2009.04.13

おくりびと志願

 映画『おくりびと』の影響で納棺師になりたがる人が増えているとか。asahi.comより

 映画「おくりびと」の米国アカデミー賞外国語映画賞受賞で納棺業者が注目されている。遺体に触る仕事として敬遠されがちだったが、映画では永久(とわ)の別れの演出者として描かれ、イメージが一変。不況下の就職難も手伝って「やりがいのある仕事」と求人への応募が相次いでいる。

 少々口の悪いことを言わせてもらうと、どんなに時代が変化しても死人が出ることだけは絶対に止められないわけで、食いっぱぐれない商売という見方もできる。そのあたりを考えに入れた上で志願する人もおそらくはいるに相違あるまい。

 映画の方は見ていないが、元になったという『納棺夫日記』は読んだ。さまざまな遺体に接するくだりを読むに付け、どうしても昨年初頭の弟の死が思い出された。

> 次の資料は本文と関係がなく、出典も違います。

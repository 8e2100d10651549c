//! The real shell behind the hub's [`Terminal`] seam.

use std::sync::Arc;

use crate::hub::Terminal;

use super::pty::PtySession;
use super::writer::InputWriter;

/// Routes hub input to the input writer and resizes to the PTY.
pub struct PtyTerminal {
    session: Arc<PtySession>,
    input: InputWriter,
}

impl PtyTerminal {
    pub fn new(session: Arc<PtySession>, input: InputWriter) -> Self {
        Self { session, input }
    }
}

impl Terminal for PtyTerminal {
    fn write_input(&self, data: Vec<u8>) {
        self.input.send(data);
    }

    fn reset_size(&self) {
        if let Err(e) = self.session.resize_fixed() {
            tracing::warn!(error = %e, "Failed to reset terminal size");
        }
    }
}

 あのときは葬儀社の人たちが納棺の儀式も取り仕切ってくれた。あのときは元から遺体に損傷などはなかったが、いつもそんな状況ばかりが回ってくるわけでもないだろうし、精神的に強くないと続けられない仕事だと思う。

 記事後半にはこんな記述もある。

 葬儀社の下請けで24時間対応。スタッフは社長を含む男性3人と女性8人だが、月に250件近く受注する中には厳しい現場もあり、「自分の心のコントロールが一番大事」と敏宏さん。仕事帰りの車内では努めて、明るく楽しいラジオ番組を聞くという。

 なんというか、思わず頭が下がってしまう。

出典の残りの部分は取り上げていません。